Absorptive Effects and Classical Black Hole Scattering

TL;DR

This paper introduces a model-independent method to incorporate black hole horizon absorption effects into scattering amplitude calculations, aligning with previous results and offering an alternative approach to the gravitational two-body problem.

Contribution

It develops an on-shell scattering amplitudes framework to include horizon absorption effects in black hole scattering, using an effective coupling to internal degrees-of-freedom.

Findings

Agreement with previous worldline Schwinger-Keldysh calculations

Provides a new on-shell approach to horizon absorption effects

Calculates leading absorptive contributions to black hole scattering

Abstract

We describe an approach to incorporating the physical effects of the absorption of energy by the event horizon of black holes in the scattering amplitudes based post-Minkowskian, point-particle effective description.
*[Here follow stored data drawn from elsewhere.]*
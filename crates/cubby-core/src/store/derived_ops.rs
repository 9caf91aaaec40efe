//! Derived-variable registry on the store.

use std::collections::BTreeSet;
use std::rc::Rc;

use log::{info, warn};
use snafu::OptionExt;

use crate::derived::{DerivedOp, DerivedVariable};
use crate::error::{CubbyResult, UnknownDerivedSnafu};
use crate::handle::{ClippedView, VariableHandle};
use crate::plot_config::PlotConfig;
use crate::producer::Producer;
use crate::store::{Store, VariableKey, handle_in};
use crate::time::TimeWindow;

impl Store {
    /// Create (or replace) the derived variable `name` as `op` over `sources`.
    ///
    /// Sources are clipped to the tracker's current window, or used whole
    /// when no window is set.
    pub fn derive(
        &mut self,
        name: &str,
        op: DerivedOp,
        sources: Vec<VariableKey>,
    ) -> CubbyResult<&VariableHandle> {
        let window = self.tracker.get_window();
        let operands = sources
            .iter()
            .map(|key| Ok((key, handle_in(&self.instances, &key.instance, &key.variable)?)))
            .collect::<CubbyResult<Vec<_>>>()?;
        let generation = self.generations.next_generation();
        let derived = DerivedVariable::evaluate(name, op, &operands, window, generation)?;

        info!(
            "derived {name} = {op}({}) over {} samples",
            sources
                .iter()
                .map(VariableKey::to_string)
                .collect::<Vec<_>>()
                .join(", "),
            derived.handle().len()
        );

        self.derived.insert(name.to_string(), derived);
        let derived = self
            .derived
            .get(name)
            .context(UnknownDerivedSnafu { name })?;
        Ok(derived.handle())
    }

    /// The derived variable `name`, if any.
    pub fn derived(&self, name: &str) -> Option<&DerivedVariable> {
        self.derived.get(name)
    }

    /// Names of every derived variable, in order.
    pub fn derived_names(&self) -> impl Iterator<Item = &str> {
        self.derived.keys().map(String::as_str)
    }

    /// Mutable display attributes of the derived variable `name`.
    pub fn derived_config_mut(&mut self, name: &str) -> CubbyResult<&mut PlotConfig> {
        self.derived
            .get_mut(name)
            .map(DerivedVariable::config_mut)
            .context(UnknownDerivedSnafu { name })
    }

    /// Re-evaluate `name` if a source was replaced or the tracker's window
    /// changed since the last evaluation.
    ///
    /// Returns `true` when the result was recomputed. The derived variable's
    /// own display attributes are kept.
    pub fn refresh_derived(&mut self, name: &str) -> CubbyResult<bool> {
        let window = self.tracker.get_window();
        let derived = self
            .derived
            .get(name)
            .context(UnknownDerivedSnafu { name })?;
        if derived.window() == window && !derived.is_stale(self) {
            return Ok(false);
        }

        let generation = self.generations.next_generation();
        let derived = self
            .derived
            .get_mut(name)
            .context(UnknownDerivedSnafu { name })?;
        let operands = derived
            .sources()
            .iter()
            .map(|key| handle_in(&self.instances, &key.instance, &key.variable))
            .collect::<CubbyResult<Vec<_>>>()?;

        let report = derived.reevaluate(&operands, window, generation)?;
        for lost in &report.lost {
            warn!(
                "configuration lost: {}.{} could not be restored after re-evaluation",
                lost.variable,
                lost.attribute.as_deref().unwrap_or("*")
            );
        }
        info!("re-evaluated derived {name}");
        Ok(true)
    }

    /// Serve the derived variable `name` over `window` as one top-level
    /// request.
    ///
    /// Each source instance is loaded through `producer` inside a nested
    /// request; the outer request then re-asserts its own window before the
    /// result is recomputed and clipped. The tracker is cleared again when
    /// this returns.
    pub fn load_derived<P: Producer>(
        &mut self,
        name: &str,
        window: &TimeWindow,
        producer: &mut P,
    ) -> CubbyResult<ClippedView> {
        let tracker = Rc::clone(&self.tracker);
        let mut request = tracker.begin_request();
        request.set_window(*window);

        let instances: BTreeSet<String> = self
            .derived
            .get(name)
            .context(UnknownDerivedSnafu { name })?
            .sources()
            .iter()
            .map(|key| key.instance.clone())
            .collect();

        for instance in &instances {
            let mut nested = tracker.begin_nested();
            nested.set_window(*window);
            self.load_with(instance, window, producer)?;
        }

        request.reassert();
        self.refresh_derived(name)?;

        let derived = self
            .derived
            .get(name)
            .context(UnknownDerivedSnafu { name })?;
        Ok(derived.handle().clipped(&tracker))
    }
}
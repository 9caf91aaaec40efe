//! Derived variables: arithmetic over other variables.
//!
//! A [`DerivedVariable`] owns its result handle outright: its own time axis
//! view, its own payload and its own [`PlotConfig`], cloned from the first
//! source when the variable is created. Changing a source's display
//! attributes afterwards does not touch the derived one, and the reverse.
//!
//! Every evaluation clips each source afresh against one common window (the
//! tracker's window, or the full axes when none is set); cached clips are not
//! consulted. Operands must then share the exact same instants. Arithmetic
//! runs in `Float64` through Arrow's numeric kernels; rank-2 operands are
//! combined element-wise when their channel counts agree.

use std::fmt;
use std::sync::Arc;

use arrow::array::{Array, ArrayRef, FixedSizeListArray, Float64Array};
use arrow::buffer::NullBuffer;
use arrow::compute::kernels::numeric::{add, div, mul, sub};
use arrow::compute::{cast, unary};
use arrow::datatypes::{DataType, Field, Float64Type};
use log::debug;
use snafu::{OptionExt, ResultExt, ensure};

use crate::error::{
    ArrowSnafu, ChannelMismatchSnafu, CubbyResult, InvalidOperandsSnafu, MisalignedOperandsSnafu,
    UnsupportedDataTypeSnafu,
};
use crate::field::{FieldKind, as_rank2, channels_of};
use crate::handle::VariableHandle;
use crate::plot_config::PlotConfig;
use crate::preserve::{ConfigSnapshot, LostAttribute, RestoreReport};
use crate::store::{Store, VariableKey};
use crate::time::TimeWindow;
use crate::time_axis::TimeAxis;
Absorptive dynamics are incorporated in a model-independent way by coupling the usual point-particle description to an invisible sector of gapless internal degrees-of-freedom. The leading order dynamics of this sector are encoded in the low-energy expansion of a spectral density function obtained by matching an absorption cross section in the ultraviolet description. This information is then recycled using the scattering amplitudes based Kosower-Maybee-O'Connell in-in formalism to calculate the leading absorptive contribution to the impulse and change in rest mass of a Schwarzschild black hole scattering with a second compact body sourcing a massless scalar, electromagnetic or gravitational field. The results obtained are in complete agreement with previous worldline Schwinger-Keldysh calculations and provide an alternative on-shell scattering amplitudes approach to incorporating horizon absorption effects in the gravitational two-body problem.